Background: Little information is available on temporal trend in socioeconomic inequalities in cause of death mortality in France. The aim of this paper was to study educational differences in mortality in France by cause of death and their temporal trend.
Methods: We used a representative sample of 1% of the French population and compared four periods (1968-1974, 1975-1981, 1982-1988, 1990-1996). Causes of death were obtained by direct linkage with the French national death registry. Education was measured at the beginning of each period, and educational disparities in mortality were studied among men and women aged 30-64 at the beginning of each period. Analyses were conducted for all deaths and for the following causes of death: all cancers, lung cancer (among men), upper aerodigestive tract cancers (among men), breast cancer (among women), colorectal cancer, other cancers, cardiovascular diseases, ischaemic heart diseases, cerebrovascular diseases, other cardiovascular diseases, external causes, other causes of death. Socioeconomic inequalities were quantified with relative risks and relative indices of inequality.
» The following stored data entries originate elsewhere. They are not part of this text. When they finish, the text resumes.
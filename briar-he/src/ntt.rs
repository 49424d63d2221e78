//! Negacyclic number-theoretic transform with Harvey lazy butterflies.
//!
//! A modulus `q` is NTT-friendly for degree `N` iff it is prime and
//! `q = 1 (mod 2N)`. The forward transform keeps values lazily bounded by a
//! running multiple `k` of `q` and only reduces when `k` would cross
//! `k_max = floor(u64::MAX / q) - 2`; the inverse transform keeps everything
//! below `2q` and folds the `N^{-1}` scaling into its last stage.

use briar_math::{is_prime, log2, reverse_bits, sub_if_exceeds, Modulus, MultiplyConstant};

use crate::error::{HeError, Result};

/// Whether `modulus` supports a degree-`degree` negacyclic NTT.
pub fn is_ntt_friendly(modulus: u64, degree: usize) -> bool {
	modulus % (2 * degree as u64) == 1 && is_prime(modulus)
}

/// Precomputed twiddle tables for one `(degree, modulus)` pair.
///
/// Immutable after construction and safe to share across threads.
#[derive(Debug, Clone, PartialEq, Eq)]
pub struct NttContext {
	degree: usize,
	log_degree: u32,
	modulus: Modulus,
	/// `psi^bitrev(i)` for the forward pass, `psi` the minimal primitive
	/// `2N`-th root of unity; index 0 is unused.
	root_powers: Vec<MultiplyConstant>,
	/// Inverses of the forward twiddles, pre-permuted so the inverse pass
	/// reads them sequentially.
	inverse_root_powers: Vec<MultiplyConstant>,
	/// `N^{-1} mod q`, applied to the left half of the final stage.
	inverse_degree: MultiplyConstant,
	/// `N^{-1} * root_powers[1]^{-1} mod q`, fused for the right half.
	inverse_degree_root: MultiplyConstant,
	/// Largest lazy bound multiple before a mid-transform reduction.
	lazy_reduction_limit: u64,
	minimal_root: u64,
}

impl NttContext {
	/// Builds the tables, failing with [`HeError::InvalidNttModulus`] when
	/// the modulus does not support the degree.
	pub fn new(degree: usize, modulus: u64) -> Result<Self> {
		if !degree.is_power_of_two() || degree < 2 {
			return Err(HeError::InvalidDegree { degree });
		}
		if !is_ntt_friendly(modulus, degree) {
			return Err(HeError::InvalidNttModulus { modulus, degree });
		}
		let modulus = Modulus::new(modulus).map_err(|_| HeError::InvalidModulus { modulus })?;
		let q = modulus.value();
		let log_degree = log2(degree as u64);
		let root = minimal_primitive_root(degree, &modulus)?;

		let mut power = 1u64;
		let mut powers = Vec::with_capacity(degree);
		for _ in 0..degree {
			powers.push(power);
			power = modulus.mul_mod(power, root);
		}
		let mut root_powers = Vec::with_capacity(degree);
		for i in 0..degree {
			let exponent = reverse_bits(i as u64, log_degree) as usize;
			root_powers.push(MultiplyConstant::new(powers[exponent], &modulus));
		}

		// Inverse twiddles in the order the inverse stages consume them:
		// stage m = N/2 first, then N/4, down to m = 2 (the final stage uses
		// the fused constants below).
		let mut inverse_root_powers = Vec::with_capacity(degree);
		let mut m = degree >> 1;
		while m >= 1 {
			for i in 0..m {
				let forward = root_powers[m + i].multiplicand();
				let inverse = modulus.inverse_mod(forward)?;
				inverse_root_powers.push(MultiplyConstant::new(inverse, &modulus));
			}
			m >>= 1;
		}

		let inverse_degree_value = modulus.inverse_mod(degree as u64)?;
		let last_root_inverse = modulus.inverse_mod(root_powers[1].multiplicand())?;
		let inverse_degree = MultiplyConstant::new(inverse_degree_value, &modulus);
		let inverse_degree_root = MultiplyConstant::new(
			modulus.mul_mod(inverse_degree_value, last_root_inverse),
			&modulus,
		);

		Ok(Self {
			degree,
			log_degree,
			lazy_reduction_limit: u64::MAX / q - 2,
			root_powers,
			inverse_root_powers,
			inverse_degree,
			inverse_degree_root,
			minimal_root: root,
			modulus,
		})
	}

	/// The transform degree.
	pub fn degree(&self) -> usize {
		self.degree
	}

	/// The transform modulus.
	pub fn modulus(&self) -> &Modulus {
		&self.modulus
	}

	/// The minimal primitive `2N`-th root of unity the tables are built on.
	pub fn minimal_root(&self) -> u64 {
		self.minimal_root
	}

	/// In-place forward negacyclic NTT of one residue row.
	///
	/// Input coefficients must be in `[0, q)`; outputs are in `[0, q)` in
	/// bit-reversed evaluation order.
	pub fn forward(&self, values: &mut [u64]) {
		debug_assert_eq!(values.len(), self.degree);
		let q = self.modulus.value();
		let two_q = q << 1;
		// Values stay below lazy_bound * q throughout.
		let mut lazy_bound = 1u64;
		let mut m = 1;
		let mut t = self.degree >> 1;
		while m < self.degree {
			if lazy_bound + 2 > self.lazy_reduction_limit {
				for value in values.iter_mut() {
					*value = self.modulus.reduce(*value);
				}
				lazy_bound = 1;
			}
			for i in 0..m {
				let w = &self.root_powers[m + i];
				let offset = 2 * i * t;
				for j in offset..offset + t {
					let x = values[j];
					let lazy = w.multiply_lazy(values[j + t], q);
					values[j] = x + lazy;
					values[j + t] = x + two_q - lazy;
				}
			}
			lazy_bound += 2;
			m <<= 1;
			t >>= 1;
		}
		for value in values.iter_mut() {
			*value = self.modulus.reduce(*value);
		}
	}

	/// In-place inverse negacyclic NTT of one residue row.
	///
	/// Inverts [`NttContext::forward`] exactly, including the `N^{-1}`
	/// scaling; outputs are fully reduced.
	pub fn inverse(&self, values: &mut [u64]) {
		debug_assert_eq!(values.len(), self.degree);
		let q = self.modulus.value();
		let two_q = q << 1;
		// Undo the forward stages in reverse order; every intermediate
		// stays below 2q.
		let mut root_index = 0;
		let mut m = self.degree >> 1;
		let mut t = 1;
		while m > 1 {
			for i in 0..m {
				let w = &self.inverse_root_powers[root_index];
				root_index += 1;
				let offset = 2 * i * t;
				for j in offset..offset + t {
					let x = values[j];
					let y = values[j + t];
					values[j] = sub_if_exceeds(x + y, two_q);
					values[j + t] = w.multiply_lazy(x + two_q - y, q);
				}
			}
			m >>= 1;
			t <<= 1;
		}
		// Final stage, fused with the N^{-1} scaling: the left half takes
		// N^{-1}, the right half the combined N^{-1} * w^{-1} constant.
		let half = self.degree >> 1;
		for j in 0..half {
			let x = values[j];
			let y = values[j + half];
			values[j] = self.inverse_degree.multiply(x + y, q);
			values[j + half] = self.inverse_degree_root.multiply(x + two_q - y, q);
		}
	}
}

/// Finds the minimal primitive `2N`-th root of unity modulo `q`.
fn minimal_primitive_root(degree: usize, modulus: &Modulus) -> Result<u64> {
	let q = modulus.value();
	let group_order = 2 * degree as u64;
	let cofactor = (q - 1) / group_order;
	// Any candidate g yields a 2N-th root g^((q-1)/2N); it is primitive iff
	// its N-th power is -1. The minimum over all odd powers of one primitive
	// root is the global minimum, so the scan below is deterministic.
	let mut candidate = None;
	for g in 2..q {
		let root = modulus.pow_mod(g, cofactor);
		if modulus.pow_mod(root, degree as u64) == q - 1 {
			candidate = Some(root);
			break;
		}
	}
	let root = candidate.ok_or(HeError::InvalidNttModulus {
		modulus: q,
		degree,
	})?;
	let root_squared = modulus.mul_mod(root, root);
	let mut minimal = root;
	let mut current = root;
	for _ in 0..degree {
		current = modulus.mul_mod(current, root_squared);
		if current < minimal {
			minimal = current;
		}
	}
	Ok(minimal)
}

#[cfg(test)]
mod tests {
	use super::*;

	#[test]
	fn rejects_unfriendly_moduli() {
		assert!(NttContext::new(8, 19).is_err());
		assert!(NttContext::new(8, 15).is_err());
		assert!(NttContext::new(12, 17).is_err());
		assert!(NttContext::new(8, 17).is_ok());
	}

	#[test]
	fn minimal_root_for_degree_eight() {
		// 3 is a primitive 16th root of unity mod 17 and the smallest one.
		let context = NttContext::new(8, 17).unwrap();
		assert_eq!(context.minimal_root(), 3);
		let modulus = Modulus::new(17).unwrap();
		assert_eq!(modulus.pow_mod(3, 8), 16);
	}

	#[test]
	fn delta_transforms_to_all_ones() {
		let context = NttContext::new(8, 17).unwrap();
		let mut values = [0u64; 8];
		values[0] = 1;
		context.forward(&mut values);
		assert_eq!(values, [1u64; 8]);
	}

	#[test]
	fn round_trip_small() {
		let context = NttContext::new(8, 17).unwrap();
		let original: [u64; 8] = [1, 2, 3, 4, 5, 6, 7, 8];
		let mut values = original;
		context.forward(&mut values);
		assert_ne!(values, original);
		context.inverse(&mut values);
		assert_eq!(values, original);
	}

	#[test]
	fn round_trip_matches_schoolbook_negacyclic_product() {
		// Pointwise multiplication in the evaluation basis must agree with
		// the schoolbook product in Z_q[x]/(x^8 + 1).
		let q = 12289u64;
		let context = NttContext::new(8, q).unwrap();
		let modulus = Modulus::new(q).unwrap();
		let a: [u64; 8] = [1, 2, 3, 4, 5, 6, 7, 8];
		let b: [u64; 8] = [8, 0, 7, 1, 0, 0, 2, 3];
		let mut expected = [0u64; 8];
		for i in 0..8 {
			for j in 0..8 {
				let product = modulus.mul_mod(a[i], b[j]);
				let index = (i + j) % 8;
				if i + j < 8 {
					expected[index] = briar_math::add_mod(expected[index], product, q);
				} else {
					expected[index] = briar_math::sub_mod(expected[index], product, q);
				}
			}
		}
		let mut a_eval = a;
		let mut b_eval = b;
		context.forward(&mut a_eval);
		context.forward(&mut b_eval);
		let mut product: Vec<u64> = a_eval
			.iter()
			.zip(b_eval.iter())
			.map(|(&x, &y)| modulus.mul_mod(x, y))
			.collect();
		context.inverse(&mut product);
		assert_eq!(product, expected);
	}

	#[test]
	fn round_trip_large_degree() {
		let primes = briar_math::generate_primes(&[26], false, 4096).unwrap();
		let context = NttContext::new(4096, primes[0]).unwrap();
		let original: Vec<u64> = (0..4096u64).map(|i| (i * i + 1) % primes[0]).collect();
		let mut values = original.clone();
		context.forward(&mut values);
		context.inverse(&mut values);
		assert_eq!(values, original);
	}
}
The relative indices of inequality measures socioeconomic inequalities across the population and can be interpreted as the ratio of mortality rates of those with the lowest to those with the highest socioeconomic status.
Results: Analyses showed an increase in educational differences in all cause mortality among men (the relative indices of inequality increased from 1.96 to 2.77 from the first to the last period) and among women (the relative indices of inequality increased from 1.87 to 2.53). Socioeconomic inequalities increased for all cause of death studied among women, and for cancer and cardiovascular diseases among men. The contribution of cancer mortality to difference in overall mortality between the lowest and the highest levels of education increased strongly over the whole study period, especially among women.
Conclusion: This study shows that large socioeconomic inequalities in mortality are observed in France, and that they increase over time among men and women.